Bigelow has earned a reputation for making great, muscular films about men, and Near Dark is no exception. But her exceptional female protagonists are revealing, too. Jamie Lee Curtis’ rookie cop in Blue Steel; Lori Petty’s orphaned surfer in Point Break; Jessica Chastain’s intelligence analyst in Zero Dark Thirty: Whether by preference or necessity, these women are locked in worlds that are dominated by men. In Near Dark, Mae and Diamondback are equal to the men in their vampire family, but they are clearly part of Jesse and Severen’s world—not the other way around. Bigelow’s female protagonists are always powerful, but they’re often lonely. When Mae tells Caleb at the beginning of Near Dark that he’s never met a girl like her, her sense of loneliness seems almost acute. This director, who began her career when women directing action or horror films were even more rare than today, has regularly explored the experiences of women who’ve had to navigate the worlds of men by themselves.
Thirty years ago, there was no pathway for women who wanted to make the kind of high-impact, action-driven dramas that intrigued Bigelow. She had to chart her own course to direct Near Dark. She teamed up with Eric Red, who had written the script for the thriller The Hitcher, and they co-wrote two screenplays: Near Dark, to be directed by Bigelow, and Undertow, to be directed by Red. Bigelow landed Near Dark first, but it was not without strings attached. In a 2010 interview with the L.A. Times, she noted that the producer of the film gave her the job under the condition that he had the right to fire her after the first day of dailies. One might be tempted to assume that James Cameron had a hand in getting Near Dark off the ground, given that the film had so much overlap in cast—as well as the fact that Bigelow and Cameron were married for two years starting in 1989, and they worked together on two other films. But Cameron had no input on Near Dark—including the casting. Bill Paxton shared the script with Lance Henriksen, and Bigelow auditioned all three actors before she contacted Cameron to see if he minded her using so many Aliens actors.
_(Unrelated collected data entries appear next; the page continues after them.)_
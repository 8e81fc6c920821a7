use serde::{Deserialize, Serialize};

use crate::util::now_utc_string;

pub const TABANOW_SOURCE: &str = "tabanow";
pub const SCRAPER_SOURCE: &str = "scraper";

#[derive(Debug, Clone, Default, PartialEq, Serialize, Deserialize)]
pub struct PlanRecord {
    #[serde(default)]
    pub taba_code: String,
    #[serde(default)]
    pub taba_description: String,
    #[serde(default, skip_serializing_if = "Option::is_none")]
    pub plan_status: Option<String>,
    #[serde(default, skip_serializing_if = "Option::is_none")]
    pub locality: Option<String>,
    #[serde(default, skip_serializing_if = "Option::is_none")]
    pub place: Option<String>,
    #[serde(default, skip_serializing_if = "Option::is_none")]
    pub takanon_url: Option<String>,
    #[serde(default, skip_serializing_if = "Option::is_none")]
    pub plan_page_url: Option<String>,
    #[serde(default, skip_serializing_if = "Option::is_none")]
    pub lot_size_sqm: Option<f64>,
    #[serde(default, skip_serializing_if = "Option::is_none")]
    pub max_floors: Option<u32>,
    #[serde(default, skip_serializing_if = "Option::is_none")]
    pub max_buildable_area_sqm: Option<f64>,
    #[serde(default, skip_serializing_if = "Option::is_none")]
    pub source: Option<String>,
}

impl PlanRecord {
    pub fn code_or_description(&self) -> &str {
        if self.taba_code.is_empty() {
            &self.taba_description
        } else {
            &self.taba_code
        }
    }
}

#[derive(Debug, Clone, Default, PartialEq, Serialize)]
pub struct ExternalLinks {
    pub govmap_taba_url: String,
    pub govmap_parcel_url: String,
    pub iplan_url: String,
}

#[derive(Debug, Clone, Default, PartialEq, Serialize)]
pub struct LandPlotIdentifiers {
    pub gush: String,
    pub helka: String,
    pub addresses: Vec<String>,
}

impl LandPlotIdentifiers {
    pub fn is_resolved(&self) -> bool {
        !self.gush.trim().is_empty() && !self.helka.trim().is_empty()
    }
}

#[derive(Debug, Clone, Default, PartialEq, Serialize)]
pub struct BuildingRegulations {
    pub max_floors: Option<u32>,
    pub max_buildable_area_sqm: Option<f64>,
    #[serde(skip_serializing_if = "String::is_empty")]
    pub govmap_url: String,
}

#[derive(Debug, Clone, Serialize)]
pub struct TabaPlansResponse {
    #[serde(skip_serializing_if = "Option::is_none")]
    pub land_plot: Option<LandPlotIdentifiers>,
    pub plans: Vec<PlanRecord>,
    #[serde(flatten)]
    pub links: ExternalLinks,
    #[serde(skip_serializing_if = "Vec::is_empty")]
    pub warnings: Vec<String>,
}

#[derive(Debug, Clone, Serialize)]
pub struct DetailInspection {
    pub takanon_url: Option<String>,
    pub lot_size_sqm: Option<f64>,
    pub max_floors: Option<u32>,
    pub parcel_row_count: usize,
    pub blocks: Vec<String>,
    pub parcel_match: Option<bool>,
}

#[derive(Debug, Clone, Copy, PartialEq, Eq, Serialize, Deserialize)]
#[serde(rename_all = "lowercase")]
pub enum EventStatus {
    Success,
    Error,
    Pending,
}

#[derive(Debug, Clone, PartialEq, Serialize, Deserialize)]
pub struct LookupEvent {
    #[serde(default)]
    pub id: String,
    pub timestamp: String,
    pub action: String,
    pub input: serde_json::Value,
    pub output: serde_json::Value,
    pub status: EventStatus,
    #[serde(default, skip_serializing_if = "Option::is_none")]
    pub error: Option<String>,
    #[serde(default, skip_serializing_if = "Option::is_none")]
    pub duration_ms: Option<u64>,
}

impl LookupEvent {
    pub fn new(
        action: &str,
        input: serde_json::Value,
        output: serde_json::Value,
        status: EventStatus,
    ) -> Self {
        Self {
            id: String::new(),
            timestamp: now_utc_string(),
            action: action.to_string(),
            input,
            output,
            status,
            error: None,
            duration_ms: None,
        }
    }

    pub fn with_error(mut self, error: impl Into<String>) -> Self {
        self.error = Some(error.into());
        self
    }

    pub fn with_duration(mut self, duration: std::time::Duration) -> Self {
        self.duration_ms = Some(duration.as_millis() as u64);
        self
    }
}

#[derive(Debug, Clone, Serialize)]
pub struct EventListing {
    pub count: usize,
    pub events: Vec<LookupEvent>,
}
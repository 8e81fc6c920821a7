use std::time::Duration;

pub const DEFAULT_BASE_URL: &str = "https://www.tabanow.co.il";
// "/תבע/חיפוש"
pub const SEARCH_PATH: &str = "/%D7%AA%D7%91%D7%A2/%D7%97%D7%99%D7%A4%D7%95%D7%A9";

pub const DEFAULT_MAX_BLOCK_PAGES: u64 = 8;
pub const MAX_BLOCK_PAGES_CEILING: u64 = 20;
pub const DEFAULT_MAX_PLAN_DETAILS: u64 = 80;
pub const MAX_PLAN_DETAILS_CEILING: u64 = 200;
pub const DEFAULT_REQUEST_TIMEOUT_MS: u64 = 12_000;
pub const REQUEST_TIMEOUT_CEILING_MS: u64 = 60_000;

pub const MAX_FLOORS_CEILING: u32 = 80;
pub const MAX_LOT_SIZE_SQM: f64 = 1_000_000.0;

#[derive(Debug, Clone, Default, PartialEq, Eq)]
pub struct SearchRow {
    pub locality: String,
    pub plan_number: String,
    pub status: String,
    pub description: String,
    pub place: String,
    pub href: String,
}

#[derive(Debug, Clone, PartialEq, Eq)]
pub struct ParcelRow {
    pub gush: String,
    pub helka_tokens: Vec<String>,
}

#[derive(Debug, Clone, Default, PartialEq)]
pub struct PlanDetail {
    pub takanon_url: Option<String>,
    pub lot_size_sqm: Option<f64>,
    pub max_floors: Option<u32>,
    pub parcel_rows: Vec<ParcelRow>,
}

#[derive(Debug, Clone, PartialEq)]
pub struct TabanowConfig {
    pub base_url: String,
    pub max_block_pages: usize,
    pub max_plan_details: usize,
    pub request_timeout: Duration,
}

impl Default for TabanowConfig {
    fn default() -> Self {
        Self {
            base_url: DEFAULT_BASE_URL.to_string(),
            max_block_pages: DEFAULT_MAX_BLOCK_PAGES as usize,
            max_plan_details: DEFAULT_MAX_PLAN_DETAILS as usize,
            request_timeout: Duration::from_millis(DEFAULT_REQUEST_TIMEOUT_MS),
        }
    }
}

impl TabanowConfig {
    pub fn from_raw(
        base_url: Option<&str>,
        max_block_pages: Option<&str>,
        max_plan_details: Option<&str>,
        request_timeout_ms: Option<&str>,
    ) -> Self {
        let base_url = base_url
            .map(str::trim)
            .filter(|value| !value.is_empty())
            .unwrap_or(DEFAULT_BASE_URL);

        Self {
            base_url: base_url.trim_end_matches('/').to_string(),
            max_block_pages: positive_or_default(
                max_block_pages,
                DEFAULT_MAX_BLOCK_PAGES,
                MAX_BLOCK_PAGES_CEILING,
            ) as usize,
            max_plan_details: positive_or_default(
                max_plan_details,
                DEFAULT_MAX_PLAN_DETAILS,
                MAX_PLAN_DETAILS_CEILING,
            ) as usize,
            request_timeout: Duration::from_millis(positive_or_default(
                request_timeout_ms,
                DEFAULT_REQUEST_TIMEOUT_MS,
                REQUEST_TIMEOUT_CEILING_MS,
            )),
        }
    }
}

pub fn positive_or_default(raw: Option<&str>, default_value: u64, ceiling: u64) -> u64 {
    let Some(parsed) = raw.and_then(|value| value.trim().parse::<f64>().ok()) else {
        return default_value;
    };
    if !parsed.is_finite() || parsed < 1.0 {
        return default_value;
    }

    (parsed.floor() as u64).min(ceiling)
}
While watching the credits roll on the VHS copy of Near Dark I rented as a young teenager, I realized that I couldn’t recall ever seeing another woman listed as a film director. A strange and atmospheric vampire film full of gunfights and metaphors about American identity seemed even more radical, more unlikely, because a woman brought it to life. The only thing I didn’t like about Near Dark at the time was its ending: Caleb vanquishes Jesse and Severen and manages to reverse the vampirism afflicting him and Mae by transfusing his father’s blood. At the time, it felt too clean, too patriarchal—too conservative. It’s an uncharacteristically happy ending for a Bigelow film. It bothers me less today, though. Happy endings are in short supply at the moment, and we’d all like to vanquish the monstrous legacies of America’s past and feel like there’s daylight ahead.